Scientists have been able to pinpoint the source of geckos' ability to quickly scale solid, vertical surfaces with great agility.

According to Live Science, authors of a study published in the Journal of Applied Physics discovered that geckos can retract tiny, sticky hairs on their toes. The team from Oregon State University (OSU) noted that the tiny lizard's secret has been long sought after in the scientific community.

Researchers have sought to apply the astonishing stickiness to everyday life, such as a way to seal wounds, help soldiers mimic geckoes and develop a wide array of adhesives. Geckos have proven that their microscopic setae are far more effective than anything developed in a lab.

"Since the time of the ancient Greeks, people have wondered how geckos are able to stick to walls - even Archimedes is known to have pondered this problem," study lead author Alex Greaney, an assistant professor of engineering at OSU, said in a press release. "It was only very recently, in 2000, that Kellar Autumn and colleagues proved unequivocally that geckos stick using van der Waals forces."

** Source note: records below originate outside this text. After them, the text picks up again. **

//! Headless Bevy integration tests.
//!
//! These tests drive the frame tick through a real `App` without a GPU.

mod common;

use bevy::prelude::*;
use common::{headless_app, run_frames, screen_position_of, with_core};
use orrery::input::PointerButton;
use orrery::interaction::InteractionState;
use orrery::orrery::Orrery;
use orrery::scene::{SceneGraph, SceneTree};
use orrery::types::MotionState;

#[test]
fn test_frame_plugin_builds_the_solar_system() {
    let mut app = headless_app();
    app.update();

    let orrery = app.world().resource::<Orrery>();
    let scene = app.world().resource::<SceneTree>();
    assert_eq!(orrery.bodies().len(), 8);
    orrery.check_attachments(scene).unwrap();
}

#[test]
fn test_orbit_angle_counts_frames() {
    let mut app = headless_app();
    run_frames(&mut app, 100);

    let orrery = app.world().resource::<Orrery>();
    let earth = orrery.body(orrery.find("Earth").unwrap()).unwrap();
    let mercury = orrery.body(orrery.find("Mercury").unwrap()).unwrap();

    assert!((earth.orbit_angle - 1.0).abs() < 1e-4, "{}", earth.orbit_angle);
    assert!((mercury.orbit_angle - 4.0).abs() < 1e-3, "{}", mercury.orbit_angle);
}

#[test]
fn test_grab_release_and_return_through_app() {
    let mut app = headless_app();
    app.update();

    let earth = with_core(&mut app, |core| {
        let earth = core.orrery.find("Earth").unwrap();
        let mesh = core.orrery.body(earth).unwrap().mesh;
        let position = core.scene.world_position(mesh).unwrap();
        let screen = screen_position_of(&core.camera, position);

        let grabbed = core
            .interaction
            .pointer_down(
                PointerButton::Primary,
                screen,
                &core.camera,
                &mut core.orrery,
                &mut core.scene,
                &core.settings,
            )
            .unwrap();
        assert_eq!(grabbed, Some(earth));

        // Pull the planet upwards on screen.
        let moved = screen - Vec2::new(0.0, 80.0);
        core.interaction
            .pointer_move(
                Some(moved),
                Vec2::new(0.0, -80.0),
                &core.camera,
                &core.orrery,
                &mut core.scene,
                &core.settings,
            )
            .unwrap();
        earth
    });

    // Dragging survives frames; the pivot keeps turning underneath.
    run_frames(&mut app, 10);
    {
        let orrery = app.world().resource::<Orrery>();
        let instance = orrery.body(earth).unwrap();
        assert_eq!(instance.motion, MotionState::Dragging);
        assert!(app.world().resource::<InteractionState>().is_dragging());
    }

    with_core(&mut app, |core| {
        core.interaction
            .pointer_up(
                PointerButton::Primary,
                core.now,
                &mut core.orrery,
                &mut core.scene,
                &core.settings,
            )
            .unwrap();
        assert_eq!(core.orrery.body(earth).unwrap().motion, MotionState::Returning);
    });

    // 1.5 s at 60 Hz plus slack.
    run_frames(&mut app, 100);

    let orrery = app.world().resource::<Orrery>();
    let scene = app.world().resource::<SceneTree>();
    let instance = orrery.body(earth).unwrap();
    assert_eq!(instance.motion, MotionState::Orbiting);
    assert_eq!(scene.parent(instance.mesh).unwrap(), Some(instance.pivot));
    assert_eq!(
        scene.local_transform(instance.mesh).unwrap().translation,
        Vec3::new(20.0, 0.0, 0.0)
    );
    assert!(app.world().resource::<InteractionState>().returns().is_empty());
}

#[test]
#[should_panic(expected = "orrery invariant violated")]
fn test_broken_attachment_is_fatal() {
    let mut app = headless_app();
    app.update();

    {
        let mut orrery = app.world_mut().resource_mut::<Orrery>();
        let mars = orrery.find("Mars").unwrap();
        orrery.body_mut(mars).unwrap().motion = MotionState::Returning;
    }
    app.update();
}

Such a physical reaction occurs when the electrons in the setae on geckos' toes forms an electromagnetic bond with the electrons in the walls' molecules.

"A gecko by definition is not sticky - he has to do something to make himself sticky," Greaney told Live Science. "It's this incredible synergy of the flexibility, angle and extensibility of the hairs that makes it possible."

He said "Mission Impossible sticky gloves" are not a realistic expectation for emulating geckos' setae. More likely, robots could be equipped with the extreme adhesive to help them navigate certain extreme environments.

"One of the really cool things that we've found is the way seta can absorb a large amount of energy, but also can recover it," Greaney said in the release. "Absorbing energy makes for a tough adhesive joint - for the gecko, it means it can catch itself after jumping or falling and also enables a gecko to rapidly dart off in different directions to avoid predation.

"We're also interested in exploring how this robust, but switchable behavior, has the collective behavior of seta in a hierarchical system."